Although oxygen concentration affects the rheological properties of blood, these changes do not, however, appear to have a strong impact on the hemodynamic environment in the carotid bifurcation. Among the cases considered, the most notable effect was found when the blood sample of volunteer B was oxygen depleted by nitrogen saturation (Case B-N). Figures 10 and 11 show an increase in the wall area exposed to low WSS and high OSI, respectively, resulting from oxygen depletion in the blood sample. An increase in the flow reversal region is noted in Fig. 12.

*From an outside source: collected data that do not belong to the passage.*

//! Lock-free traffic counters.

use std::sync::atomic::{AtomicU64, Ordering};

use serde::Serialize;

/// Counters updated by the background tasks and read by the game.
#[derive(Debug, Default)]
pub struct NetworkStats {
    frames_sent: AtomicU64,
    frames_received: AtomicU64,
    bytes_received: AtomicU64,
    heartbeats_sent: AtomicU64,
    throttled: AtomicU64,
    protocol_errors: AtomicU64,
    connection_errors: AtomicU64,
    reconnects: AtomicU64,
}

/// Point-in-time copy of [`NetworkStats`].
#[derive(Debug, Clone, Copy, Default, PartialEq, Eq, Serialize)]
pub struct StatsSnapshot {
    pub frames_sent: u64,
    pub frames_received: u64,
    pub bytes_received: u64,
    pub heartbeats_sent: u64,
    pub throttled: u64,
    pub protocol_errors: u64,
    pub connection_errors: u64,
    pub reconnects: u64,
}

impl NetworkStats {
    pub fn new() -> Self {
        Self::default()
    }

    pub fn record_sent(&self) {
        self.frames_sent.fetch_add(1, Ordering::Relaxed);
    }

    pub fn record_received(&self) {
        self.frames_received.fetch_add(1, Ordering::Relaxed);
    }

    pub fn record_bytes(&self, n: usize) {
        self.bytes_received.fetch_add(n as u64, Ordering::Relaxed);
    }

    pub fn record_heartbeat(&self) {
        self.heartbeats_sent.fetch_add(1, Ordering::Relaxed);
    }

    pub fn record_throttled(&self) {
        self.throttled.fetch_add(1, Ordering::Relaxed);
    }

    pub fn record_protocol_error(&self) {
        self.protocol_errors.fetch_add(1, Ordering::Relaxed);
    }

    pub fn record_connection_error(&self) {
        self.connection_errors.fetch_add(1, Ordering::Relaxed);
    }

    pub fn record_reconnect(&self) {
        self.reconnects.fetch_add(1, Ordering::Relaxed);
    }

    pub fn snapshot(&self) -> StatsSnapshot {
        StatsSnapshot {
            frames_sent: self.frames_sent.load(Ordering::Relaxed),
            frames_received: self.frames_received.load(Ordering::Relaxed),
            bytes_received: self.bytes_received.load(Ordering::Relaxed),
            heartbeats_sent: self.heartbeats_sent.load(Ordering::Relaxed),
            throttled: self.throttled.load(Ordering::Relaxed),
            protocol_errors: self.protocol_errors.load(Ordering::Relaxed),
            connection_errors: self.connection_errors.load(Ordering::Relaxed),
            reconnects: self.reconnects.load(Ordering::Relaxed),
        }
    }
}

The results in the idealized axisymmetric stenosis model indicate that there is an effect on the velocity field due to changes in the rheological properties of blood which is most notable between Case B-O and Case B-N. The reduction in the WSS in Case B-N as compared to the oxygen-saturated state (Case B-O) can be explained by the associated significant reduction in the characteristic viscosity shown in Table 2. It is also interesting to note the increase in the size of the post-stenotic recirculation region due to the oxygen depletion shown in Figs. 8 and 9.